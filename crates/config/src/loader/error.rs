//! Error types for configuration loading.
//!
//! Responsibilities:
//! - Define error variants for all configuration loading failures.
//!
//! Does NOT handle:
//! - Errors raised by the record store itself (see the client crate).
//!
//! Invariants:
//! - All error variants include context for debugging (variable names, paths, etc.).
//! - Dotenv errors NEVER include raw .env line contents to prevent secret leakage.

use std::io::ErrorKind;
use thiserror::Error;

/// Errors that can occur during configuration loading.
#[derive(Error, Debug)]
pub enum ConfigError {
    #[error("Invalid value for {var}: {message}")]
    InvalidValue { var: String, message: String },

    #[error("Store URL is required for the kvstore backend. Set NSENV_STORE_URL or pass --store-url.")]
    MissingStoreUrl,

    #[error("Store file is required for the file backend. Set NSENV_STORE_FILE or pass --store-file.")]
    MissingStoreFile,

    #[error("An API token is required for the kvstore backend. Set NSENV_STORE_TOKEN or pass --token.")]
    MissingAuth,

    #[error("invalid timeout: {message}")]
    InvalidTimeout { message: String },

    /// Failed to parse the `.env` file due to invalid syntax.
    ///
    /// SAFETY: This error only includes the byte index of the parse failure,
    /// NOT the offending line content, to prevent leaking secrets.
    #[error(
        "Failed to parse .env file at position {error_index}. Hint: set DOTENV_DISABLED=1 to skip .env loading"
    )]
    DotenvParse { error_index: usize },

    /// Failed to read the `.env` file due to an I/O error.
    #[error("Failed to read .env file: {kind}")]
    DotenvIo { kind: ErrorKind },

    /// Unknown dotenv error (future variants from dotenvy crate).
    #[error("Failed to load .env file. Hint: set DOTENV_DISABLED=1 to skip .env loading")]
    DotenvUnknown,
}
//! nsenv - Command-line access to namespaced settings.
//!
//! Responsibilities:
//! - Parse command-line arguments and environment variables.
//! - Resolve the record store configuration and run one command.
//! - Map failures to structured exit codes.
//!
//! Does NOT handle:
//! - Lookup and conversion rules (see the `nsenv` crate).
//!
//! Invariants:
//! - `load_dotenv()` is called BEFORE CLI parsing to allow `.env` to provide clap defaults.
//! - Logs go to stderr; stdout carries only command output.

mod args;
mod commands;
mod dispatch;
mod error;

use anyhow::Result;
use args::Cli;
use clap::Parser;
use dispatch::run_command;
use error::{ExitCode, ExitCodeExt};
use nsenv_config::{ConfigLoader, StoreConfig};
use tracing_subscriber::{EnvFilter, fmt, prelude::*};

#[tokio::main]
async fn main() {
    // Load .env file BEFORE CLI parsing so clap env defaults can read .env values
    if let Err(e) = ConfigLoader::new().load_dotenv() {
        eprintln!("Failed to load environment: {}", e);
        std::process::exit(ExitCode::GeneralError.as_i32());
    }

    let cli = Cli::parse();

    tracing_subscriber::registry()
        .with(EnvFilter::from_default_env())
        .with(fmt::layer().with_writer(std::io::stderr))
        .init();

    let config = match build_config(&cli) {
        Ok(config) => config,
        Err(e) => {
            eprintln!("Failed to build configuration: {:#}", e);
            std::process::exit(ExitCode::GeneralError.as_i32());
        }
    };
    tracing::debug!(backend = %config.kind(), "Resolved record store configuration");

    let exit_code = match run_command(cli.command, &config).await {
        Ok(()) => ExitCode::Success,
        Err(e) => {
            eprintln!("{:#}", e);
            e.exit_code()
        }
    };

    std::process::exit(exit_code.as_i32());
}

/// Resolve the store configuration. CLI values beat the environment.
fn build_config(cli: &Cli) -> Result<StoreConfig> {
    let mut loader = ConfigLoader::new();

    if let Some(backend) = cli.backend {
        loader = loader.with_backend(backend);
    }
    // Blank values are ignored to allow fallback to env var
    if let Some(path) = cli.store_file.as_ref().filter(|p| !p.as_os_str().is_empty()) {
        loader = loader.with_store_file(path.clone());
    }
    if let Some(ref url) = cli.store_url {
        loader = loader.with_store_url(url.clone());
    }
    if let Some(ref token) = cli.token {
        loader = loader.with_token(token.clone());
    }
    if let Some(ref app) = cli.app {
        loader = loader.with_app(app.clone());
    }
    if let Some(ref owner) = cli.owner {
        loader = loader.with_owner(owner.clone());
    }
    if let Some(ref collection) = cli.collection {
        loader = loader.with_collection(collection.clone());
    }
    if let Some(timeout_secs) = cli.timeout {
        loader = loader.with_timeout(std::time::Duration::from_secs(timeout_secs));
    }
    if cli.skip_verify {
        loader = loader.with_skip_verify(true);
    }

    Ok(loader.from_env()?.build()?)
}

_Your instructions_: From the records above, copy each line where the word "values" can be found.

_Answer_:
    // Load .env file BEFORE CLI parsing so clap env defaults can read .env values
/// Resolve the store configuration. CLI values beat the environment.
    // Blank values are ignored to allow fallback to env var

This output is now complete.